Javice has a team of three law firms working on her defense, with a total of 77 attorneys representing her, the bank said in a filing in Delaware Chancery Court that was made public Monday. Her lead lawyer, Alex Spiro, is charging the bank $2,025 an hour to defend her against both criminal charges and the bank’s lawsuit over the deal, the unsealed filing shows.
While Javice has faulted the bank for rejecting $830,000 in fees out of the total $5.4 million her lawyers billed to JPMorgan, the bank is complaining that she’s seeking reimbursement for legal work that isn’t subject to a judge’s order.
Delaware Chancery Court Judge Kathaleen St. J. McCormick ruled in May that JPMorgan was obligated to cover Javice’s legal bills under the September 2021 merger agreement through which it acquired her company, Frank.

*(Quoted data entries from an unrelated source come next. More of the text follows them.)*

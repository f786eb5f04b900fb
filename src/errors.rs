mod init;
mod instantiate;
mod resolve;
mod scope;

pub use init::InitErrorKind;
pub use instantiate::InstantiateErrorKind;
pub use resolve::ResolveErrorKind;
pub use scope::ScopeErrorKind;
use alloc::string::String;
use core::fmt::{self, Display, Formatter};

use super::instantiate::InstantiateErrorKind;
use crate::resolution::ResolutionPath;

#[derive(thiserror::Error, Debug)]
pub enum ResolveErrorKind {
    #[error("No provider for \"{name}\"!{}", resolving(.path))]
    NoProvider { name: String, path: ResolutionPath },
    #[error("Cannot resolve circular dependency!{}", resolving(.path))]
    CircularDependency { path: ResolutionPath },
    #[error("Cannot resolve property \"{property}\" of \"{name}\"!{}", resolving(.path))]
    NoProperty {
        name: String,
        property: String,
        path: ResolutionPath,
    },
    #[error("Cannot invoke `{callable}`. Expected a callable with declared dependencies!")]
    InvalidCallable { callable: &'static str },
    #[error("Incorrect type of \"{name}\". Actual: {actual}, expected: {expected}")]
    IncorrectType {
        name: String,
        expected: &'static str,
        actual: &'static str,
    },
    #[error("Failed to instantiate!{}: {source}", resolving(.path))]
    Instantiate {
        path: ResolutionPath,
        #[source]
        source: InstantiateErrorKind,
    },
}

impl ResolveErrorKind {
    /// Root-to-failure path of the resolution, empty for errors raised outside of it.
    #[must_use]
    pub fn path(&self) -> Option<&ResolutionPath> {
        match self {
            Self::NoProvider { path, .. }
            | Self::CircularDependency { path }
            | Self::NoProperty { path, .. }
            | Self::Instantiate { path, .. } => Some(path),
            Self::InvalidCallable { .. } | Self::IncorrectType { .. } => None,
        }
    }
}

struct Resolving<'a>(&'a ResolutionPath);

fn resolving(path: &ResolutionPath) -> Resolving<'_> {
    Resolving(path)
}

impl Display for Resolving<'_> {
    fn fmt(&self, f: &mut Formatter<'_>) -> fmt::Result {
        if self.0.is_empty() {
            return Ok(());
        }
        write!(f, " (Resolving: {})", self.0)
    }
}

The deal made her a managing director and head of student solutions at the bank.
Spiro – best-known for representing Elon Musk in several high-profile disputes – didn’t respond to phone and email messages seeking comment on the bank’s filing.
In April, both were charged with fraud by Manhattan federal prosecutors, who said they falsified information to show the company had 4.25 million customers when it actually had fewer than 300,000. The bank shut down Frank shortly after it filed its suit. Javice and Amar have both pleaded not guilty. They each face a maximum sentence of 30 years in prison if convicted of the most serious fraud charges.
The bank said in February that Javice should pay for her lawyers with the $21 million she made from the Frank deal. It later suggested she was trying to hide assets by moving millions previously held at JPMorgan to shell company accounts. The bank also has complained about her lawyers’ billing methods.
Javice has complained that prosecutors seized her assets as part of the criminal case. She said her initial transfers out of JPMorgan came after the bank put her on administrative leave in September 2022. “She no longer wanted to bank with an entity that was retaliating against her and baselessly accusing her of severe misdeeds,” Javice’s lawyers said in an April court filing.
The case is Javice v. JPMorgan Chase Bank NA, 2022-1179, Delaware Chancery Court (Wilmington).